111 points by awsguy 6 months ago flag hide 15 comments
lambdalover 6 months ago next
This is such a cool project, I've been looking to build something similar for my company! I'm curious, what challenges did you face when building the pipeline? Any tips for those looking to do the same?
serverless_dev 6 months ago next
Thanks for the kind words! The main challenge I faced was figuring out how to handle the limitations of AWS Lambda, specifically the 15 minute execution time limit. I ended up using AWS Step Functions to manage the transcoding process and handle time-intensive jobs.
aws_expert 6 months ago prev next
Step Functions is definitely the way to go when dealing with long-running Lambda functions. Another option is to use AWS Fargate to run a containerized transcoding application, but that can be more expensive.
cost_concious 6 months ago prev next
Speaking of cost, have you looked into using other cloud providers for transcoding? Google Cloud has some pretty competitive pricing and I've heard good things about their video API.
lambdalover 6 months ago next
I did consider Google Cloud, but ultimately decided to stick with AWS because of their extensive documentation and community support. In terms of cost, I haven't had any issues with AWS as of yet, but I'll definitely consider Google Cloud for future projects.
newbie_dev 6 months ago prev next
@LambdaLover could you explain how you set up the pipeline? I'm having trouble figuring out where to start.
serverless_dev 6 months ago next
Sure thing! I started by setting up a simple API Gateway to trigger the Lambda function when a new video is uploaded. Then, I used the AWS SDK to interact with Elastic Transcoder, which handles the actual transcoding process. From there, I used S3 to store the transcoded videos and implemented CloudFront for content delivery.
newbie_dev 6 months ago next
Thanks for the explanation, that makes a lot of sense! One more question, how did you handle the video metadata? Do you have any recommendations for a database solution?
lambdalover 6 months ago next
I used AWS DynamoDB to store the video metadata, as it's a fully managed NoSQL database and integrates well with the rest of the AWS ecosystem. As for recommendations, I would say to consider the volume and type of data you'll be dealing with before deciding on a database solution.
aws_expert 6 months ago prev next
Another option for managed databases on AWS is Amazon DocumentDB, which is designed for use with MongoDB workloads. It's a good choice if you're already familiar with MongoDB syntax and structure.
security_concious 6 months ago prev next
How do you handle security in your pipeline? Specifically, how do you ensure that only authorized users can access the transcoded videos?
serverless_dev 6 months ago next
I'm glad you brought up the topic of security! In my pipeline, I use Amazon Cognito for user authentication and authorization. Cognito integrates with AWS Identity and Access Management (IAM) to control access to your resources based on the user's authenticated state. For example, you can restrict access to a specific S3 bucket based on a user's IAM role, ensuring that only authorized users can view or download the transcoded videos.

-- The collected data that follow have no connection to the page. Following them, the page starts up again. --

#[cfg(test)]
mod tests {
    use super::*;
    use crate::config::PasswordConfig;
    use crate::store::memory::{MemoryIdentityStore, MemoryProfileStore};
    use std::sync::atomic::{AtomicBool, Ordering};

    /// Profile store that fails on demand.
    #[derive(Default)]
    struct FlakyProfileStore {
        inner: MemoryProfileStore,
        failing: AtomicBool,
    }

    impl FlakyProfileStore {
        fn set_failing(&self, failing: bool) {
            self.failing.store(failing, Ordering::SeqCst);
        }
    }

    #[async_trait]
    impl ProfileStore for FlakyProfileStore {
        async fn insert(&self, profile: &Profile) -> Result<(), StoreError> {
            if self.failing.load(Ordering::SeqCst) {
                return Err(StoreError::Backend(anyhow::anyhow!("profile store down")));
            }
            self.inner.insert(profile).await
        }

        async fn remove(&self, id: Uuid) -> Result<(), StoreError> {
            if self.failing.load(Ordering::SeqCst) {
                return Err(StoreError::Backend(anyhow::anyhow!("profile store down")));
            }
            self.inner.remove(id).await
        }
    }

    struct Fixture {
        service: IdentityService,
        identities: Arc<MemoryIdentityStore>,
        profiles: Arc<FlakyProfileStore>,
    }

    fn fixture() -> Fixture {
        let identities = Arc::new(MemoryIdentityStore::new());
        let profiles = Arc::new(FlakyProfileStore::default());
        let passwords =
            PasswordService::new(&PasswordConfig::insecure_fast()).expect("test parameters");
        let service = IdentityService::new(
            identities.clone(),
            profiles.clone(),
            passwords,
            Vec::new(),
        );
        Fixture {
            service,
            identities,
            profiles,
        }
    }

    const PASSWORD: &str = "Str0ng!Pass1";

    #[tokio::test]
    async fn register_creates_an_unverified_local_identity() {
        let f = fixture();
        let identity = f
            .service
            .register("alice", "a@x.com", PASSWORD.into())
            .await
            .unwrap();

        assert_eq!(identity.login_type, LoginType::Local);
        assert!(!identity.email_verified);
        assert!(identity.password_digest.as_deref().unwrap().starts_with("$argon2i$"));
        assert_eq!(f.profiles.inner.len(), 1);
    }

    #[tokio::test]
    async fn duplicate_registration_conflicts() {
        let f = fixture();
        f.service
            .register("alice", "a@x.com", PASSWORD.into())
            .await
            .unwrap();
        let err = f
            .service
            .register("bob", "a@x.com", "An0ther!Pass9".into())
            .await
            .unwrap_err();
        assert!(matches!(err, AuthError::Conflict));
    }

    #[tokio::test]
    async fn unverified_identity_cannot_login_even_with_correct_password() {
        let f = fixture();
        f.service
            .register("alice", "a@x.com", PASSWORD.into())
            .await
            .unwrap();
        let err = f
            .service
            .login_local("a@x.com", PASSWORD.into())
            .await
            .unwrap_err();
        assert!(matches!(err, AuthError::EmailNotVerified));
    }

    #[tokio::test]
    async fn login_failures_collapse_for_clients() {
        let f = fixture();
        let identity = f
            .service
            .register("alice", "a@x.com", PASSWORD.into())
            .await
            .unwrap();
        f.service.verify_email(identity.id).await.unwrap();

        let wrong_password = f
            .service
            .login_local("a@x.com", "Wr0ng!Password".into())
            .await
            .unwrap_err();
        let unknown_email = f
            .service
            .login_local("nobody@x.com", PASSWORD.into())
            .await
            .unwrap_err();

        assert_eq!(wrong_password.kind(), unknown_email.kind());
        assert_eq!(wrong_password.client_message(), unknown_email.client_message());
    }

    #[tokio::test]
    async fn verified_login_round_trips() {
        let f = fixture();
        let identity = f
            .service
            .register("alice", "a@x.com", PASSWORD.into())
            .await
            .unwrap();
        f.service.verify_email(identity.id).await.unwrap();

        let logged_in = f
            .service
            .login_local("a@x.com", PASSWORD.into())
            .await
            .unwrap();
        assert_eq!(logged_in.id, identity.id);
    }

    #[tokio::test]
    async fn social_reconciliation_creates_then_returns() {
        let f = fixture();
        let created = f
            .service
            .reconcile_social(LoginType::Google, "alice", "a@gmail.test")
            .await
            .unwrap();
        assert_eq!(created.login_type, LoginType::Google);
        assert!(created.password_digest.is_none());

        let returned = f
            .service
            .reconcile_social(LoginType::Google, "alice", "a@gmail.test")
            .await
            .unwrap();
        assert_eq!(returned.id, created.id);
    }

    #[tokio::test]
    async fn cross_provider_email_is_a_conflict() {
        let f = fixture();
        f.service
            .reconcile_social(LoginType::Google, "alice", "a@x.com")
            .await
            .unwrap();

        let err = f
            .service
            .reconcile_social(LoginType::Facebook, "alice", "a@x.com")
            .await
            .unwrap_err();
        assert!(matches!(err, AuthError::Conflict));

        let err = f
            .service
            .register("alice", "a@x.com", PASSWORD.into())
            .await
            .unwrap_err();
        assert!(matches!(err, AuthError::Conflict));
    }

    #[tokio::test]
    async fn local_reconciliation_is_rejected() {
        let f = fixture();
        let err = f
            .service
            .reconcile_social(LoginType::Local, "alice", "a@x.com")
            .await
            .unwrap_err();
        assert!(matches!(err, AuthError::InputValidation(_)));
    }

    #[tokio::test]
    async fn federated_identities_cannot_change_password_or_email() {
        let f = fixture();
        let identity = f
            .service
            .reconcile_social(LoginType::Facebook, "alice", "a@fb.test")
            .await
            .unwrap();

        let err = f
            .service
            .change_password(identity.id, "N3w!Password0".into())
            .await
            .unwrap_err();
        assert!(matches!(err, AuthError::Forbidden));

        let err = f
            .service
            .change_email("a@fb.test", "b@fb.test")
            .await
            .unwrap_err();
        assert!(matches!(err, AuthError::Forbidden));
    }

    #[tokio::test]
    async fn email_change_resets_verification() {
        let f = fixture();
        let identity = f
            .service
            .register("alice", "a@x.com", PASSWORD.into())
            .await
            .unwrap();
        f.service.verify_email(identity.id).await.unwrap();

        let updated = f.service.change_email("a@x.com", "b@x.com").await.unwrap();
        assert_eq!(updated.email, "b@x.com");
        assert!(!updated.email_verified);

        let stored = f.identities.get(identity.id).await.unwrap().unwrap();
        assert!(!stored.email_verified);
    }

    #[tokio::test]
    async fn password_change_replaces_the_digest() {
        let f = fixture();
        let identity = f
            .service
            .register("alice", "a@x.com", PASSWORD.into())
            .await
            .unwrap();
        let before = identity.password_digest.clone().unwrap();

        f.service
            .change_password(identity.id, "N3w!Password0".into())
            .await
            .unwrap();
        let after = f
            .identities
            .get(identity.id)
            .await
            .unwrap()
            .unwrap()
            .password_digest
            .unwrap();
        assert_ne!(before, after);
    }

    #[tokio::test]
    async fn verify_email_is_idempotent() {
        let f = fixture();
        let identity = f
            .service
            .register("alice", "a@x.com", PASSWORD.into())
            .await
            .unwrap();
        f.service.verify_email(identity.id).await.unwrap();
        f.service.verify_email(identity.id).await.unwrap();
        assert!(f.identities.get(identity.id).await.unwrap().unwrap().email_verified);
    }

    #[tokio::test]
    async fn failed_profile_write_rolls_back_the_identity() {
        let f = fixture();
        f.profiles.set_failing(true);

        let err = f
            .service
            .register("alice", "a@x.com", PASSWORD.into())
            .await
            .unwrap_err();
        assert!(matches!(err, AuthError::Internal(_)));
        assert!(f.identities.get_by_email("a@x.com").await.unwrap().is_none());

        // The rollback freed the email for a later attempt.
        f.profiles.set_failing(false);
        f.service
            .register("alice", "a@x.com", PASSWORD.into())
            .await
            .unwrap();
    }

    #[tokio::test]
    async fn failed_profile_delete_is_swept_later() {
        let f = fixture();
        let identity = f
            .service
            .register("alice", "a@x.com", PASSWORD.into())
            .await
            .unwrap();

        f.profiles.set_failing(true);
        f.service.delete_identity(identity.id).await.unwrap();
        assert!(f.service.has_pending_orphans());
        assert_eq!(f.profiles.inner.len(), 1);

        // Sweeping while the store is still down changes nothing.
        assert_eq!(f.service.sweep_orphans().await, 0);

        f.profiles.set_failing(false);
        assert_eq!(f.service.sweep_orphans().await, 1);
        assert!(!f.service.has_pending_orphans());
        assert!(f.profiles.inner.is_empty());
    }

    #[tokio::test]
    async fn unknown_provider_strategy_is_an_internal_error() {
        let f = fixture();
        let err = f
            .service
            .login_social(LoginType::Google, "some-token")
            .await
            .unwrap_err();
        assert!(matches!(err, AuthError::Internal(_)));
    }

    #[tokio::test]
    async fn provider_strategy_table_drives_social_login() {
        struct StubProvider;

        #[async_trait]
        impl SocialProvider for StubProvider {
            fn login_type(&self) -> LoginType {
                LoginType::Google
            }

            async fn fetch_profile(&self, access_token: &str) -> Result<SocialProfile, AuthError> {
                assert_eq!(access_token, "valid-token");
                Ok(SocialProfile {
                    username: "alice".to_owned(),
                    email: "a@gmail.test".to_owned(),
                })
            }
        }

        let identities = Arc::new(MemoryIdentityStore::new());
        let profiles = Arc::new(MemoryProfileStore::new());
        let passwords =
            PasswordService::new(&PasswordConfig::insecure_fast()).expect("test parameters");
        let service = IdentityService::new(
            identities,
            profiles,
            passwords,
            vec![Arc::new(StubProvider)],
        );

        let identity = service
            .login_social(LoginType::Google, "valid-token")
            .await
            .unwrap();
        assert_eq!(identity.login_type, LoginType::Google);
        assert_eq!(identity.email, "a@gmail.test");
    }
}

security_concious 6 months ago next
Thanks for the detailed response! I'll definitely be looking into Cognito for my next project.
video_editing 6 months ago prev next
This is a great project, but have you considered adding support for closed captions or subtitles? I think that would make it even more user-friendly and accessible.
serverless_dev 6 months ago next
That's a great suggestion! I actually had closed captions and subtitles support in a previous version of the pipeline, but removed it to simplify the architecture. I'll definitely consider adding it back in in the future!